=== MATERIAL SUPPLIED ===
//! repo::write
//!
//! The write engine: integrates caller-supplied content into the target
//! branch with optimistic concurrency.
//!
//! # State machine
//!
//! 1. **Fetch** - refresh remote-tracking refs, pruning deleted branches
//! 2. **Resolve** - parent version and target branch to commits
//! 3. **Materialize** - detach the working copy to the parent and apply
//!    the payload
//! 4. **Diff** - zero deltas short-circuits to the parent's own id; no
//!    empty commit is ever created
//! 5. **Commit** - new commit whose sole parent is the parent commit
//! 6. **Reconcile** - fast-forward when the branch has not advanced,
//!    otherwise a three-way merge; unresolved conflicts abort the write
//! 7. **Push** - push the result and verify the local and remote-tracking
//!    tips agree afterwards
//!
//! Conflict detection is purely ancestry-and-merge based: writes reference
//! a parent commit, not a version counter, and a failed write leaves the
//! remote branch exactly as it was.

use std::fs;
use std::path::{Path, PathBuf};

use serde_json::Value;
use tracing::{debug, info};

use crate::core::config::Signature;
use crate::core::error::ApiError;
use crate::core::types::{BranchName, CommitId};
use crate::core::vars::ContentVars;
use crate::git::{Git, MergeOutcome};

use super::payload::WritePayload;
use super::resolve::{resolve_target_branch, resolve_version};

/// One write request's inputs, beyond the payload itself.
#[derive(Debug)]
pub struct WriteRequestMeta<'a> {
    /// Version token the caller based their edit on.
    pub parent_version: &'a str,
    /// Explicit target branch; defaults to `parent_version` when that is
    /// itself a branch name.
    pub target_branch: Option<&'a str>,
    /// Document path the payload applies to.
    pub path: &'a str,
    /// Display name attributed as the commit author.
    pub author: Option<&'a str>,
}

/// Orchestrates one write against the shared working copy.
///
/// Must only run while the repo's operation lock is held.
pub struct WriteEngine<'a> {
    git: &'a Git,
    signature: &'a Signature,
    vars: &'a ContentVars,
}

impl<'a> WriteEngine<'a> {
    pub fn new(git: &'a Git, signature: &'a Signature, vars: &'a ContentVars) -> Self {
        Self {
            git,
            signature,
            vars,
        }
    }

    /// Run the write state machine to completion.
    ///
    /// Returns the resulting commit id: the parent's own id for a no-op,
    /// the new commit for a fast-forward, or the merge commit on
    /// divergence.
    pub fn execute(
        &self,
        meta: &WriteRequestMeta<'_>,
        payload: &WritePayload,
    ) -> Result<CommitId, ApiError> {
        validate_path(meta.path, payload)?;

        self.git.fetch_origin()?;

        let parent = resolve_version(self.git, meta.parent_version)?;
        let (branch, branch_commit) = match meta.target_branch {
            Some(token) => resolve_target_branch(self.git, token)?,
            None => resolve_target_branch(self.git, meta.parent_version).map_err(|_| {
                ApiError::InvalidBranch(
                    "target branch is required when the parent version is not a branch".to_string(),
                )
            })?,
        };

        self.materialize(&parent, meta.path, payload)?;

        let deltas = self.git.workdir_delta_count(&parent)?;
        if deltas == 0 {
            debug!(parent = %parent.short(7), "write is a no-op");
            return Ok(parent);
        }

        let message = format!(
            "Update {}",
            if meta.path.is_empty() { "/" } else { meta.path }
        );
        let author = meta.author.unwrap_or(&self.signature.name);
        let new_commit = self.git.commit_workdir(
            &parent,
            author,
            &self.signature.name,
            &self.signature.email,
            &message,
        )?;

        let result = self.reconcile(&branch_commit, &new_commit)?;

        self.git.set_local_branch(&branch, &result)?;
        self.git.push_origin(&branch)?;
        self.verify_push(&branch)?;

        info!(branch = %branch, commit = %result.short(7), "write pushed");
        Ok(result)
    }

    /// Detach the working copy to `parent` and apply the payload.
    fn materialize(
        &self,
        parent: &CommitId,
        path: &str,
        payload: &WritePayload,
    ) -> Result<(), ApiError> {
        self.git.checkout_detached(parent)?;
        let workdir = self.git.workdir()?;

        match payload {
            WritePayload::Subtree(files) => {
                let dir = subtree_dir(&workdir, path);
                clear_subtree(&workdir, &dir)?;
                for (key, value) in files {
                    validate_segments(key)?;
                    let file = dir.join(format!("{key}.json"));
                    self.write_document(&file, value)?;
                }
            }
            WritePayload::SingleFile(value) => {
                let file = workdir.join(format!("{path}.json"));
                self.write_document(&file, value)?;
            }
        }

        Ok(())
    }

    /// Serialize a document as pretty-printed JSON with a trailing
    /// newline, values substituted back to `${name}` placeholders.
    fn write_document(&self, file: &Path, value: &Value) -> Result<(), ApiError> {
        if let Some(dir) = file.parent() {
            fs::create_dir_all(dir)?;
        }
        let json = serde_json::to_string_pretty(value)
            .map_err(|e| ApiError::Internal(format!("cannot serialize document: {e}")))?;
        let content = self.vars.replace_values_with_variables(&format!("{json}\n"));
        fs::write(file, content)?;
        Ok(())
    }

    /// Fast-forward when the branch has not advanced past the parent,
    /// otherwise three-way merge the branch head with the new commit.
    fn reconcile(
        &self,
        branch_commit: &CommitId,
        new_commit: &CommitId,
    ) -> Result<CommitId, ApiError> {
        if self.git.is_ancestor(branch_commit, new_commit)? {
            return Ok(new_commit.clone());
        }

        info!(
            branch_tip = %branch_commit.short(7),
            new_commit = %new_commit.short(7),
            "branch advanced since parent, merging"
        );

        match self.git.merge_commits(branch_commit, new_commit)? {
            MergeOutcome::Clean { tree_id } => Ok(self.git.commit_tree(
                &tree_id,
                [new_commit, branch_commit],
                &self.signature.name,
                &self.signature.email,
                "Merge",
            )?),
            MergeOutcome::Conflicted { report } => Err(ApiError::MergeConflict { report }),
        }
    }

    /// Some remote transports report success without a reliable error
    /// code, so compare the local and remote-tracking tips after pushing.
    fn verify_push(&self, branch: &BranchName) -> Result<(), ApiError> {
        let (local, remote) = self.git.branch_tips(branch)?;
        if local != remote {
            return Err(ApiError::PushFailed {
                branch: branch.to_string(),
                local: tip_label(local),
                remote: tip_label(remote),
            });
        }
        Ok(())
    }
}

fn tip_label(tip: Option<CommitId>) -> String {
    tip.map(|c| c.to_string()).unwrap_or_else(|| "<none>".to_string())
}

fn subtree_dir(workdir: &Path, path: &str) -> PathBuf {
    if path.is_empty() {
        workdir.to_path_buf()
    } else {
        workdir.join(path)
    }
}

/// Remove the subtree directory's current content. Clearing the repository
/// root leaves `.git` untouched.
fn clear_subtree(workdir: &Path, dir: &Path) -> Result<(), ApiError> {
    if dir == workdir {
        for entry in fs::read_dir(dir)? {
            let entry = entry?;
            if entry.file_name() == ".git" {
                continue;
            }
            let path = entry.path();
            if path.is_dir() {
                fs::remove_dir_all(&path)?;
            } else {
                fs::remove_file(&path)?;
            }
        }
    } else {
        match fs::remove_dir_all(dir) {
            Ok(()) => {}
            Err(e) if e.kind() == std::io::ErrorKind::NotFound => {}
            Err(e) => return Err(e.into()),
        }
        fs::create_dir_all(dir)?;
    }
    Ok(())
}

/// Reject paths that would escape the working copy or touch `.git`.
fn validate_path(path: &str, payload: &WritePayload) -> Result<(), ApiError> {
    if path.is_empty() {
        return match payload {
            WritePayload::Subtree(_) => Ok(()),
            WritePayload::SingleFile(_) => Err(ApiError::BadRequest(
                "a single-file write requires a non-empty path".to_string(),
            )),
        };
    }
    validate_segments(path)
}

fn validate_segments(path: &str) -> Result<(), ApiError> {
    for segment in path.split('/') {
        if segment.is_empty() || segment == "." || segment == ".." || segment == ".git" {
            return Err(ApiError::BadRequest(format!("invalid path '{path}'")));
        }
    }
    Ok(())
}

=== INSTRUCTIONS TO FOLLOW ===
Where does "deltas" occur in the data? Copy each line that has it.

=== RESPONSE BELOW ===
//! 4. **Diff** - zero deltas short-circuits to the parent's own id; no
        let deltas = self.git.workdir_delta_count(&parent)?;
        if deltas == 0 {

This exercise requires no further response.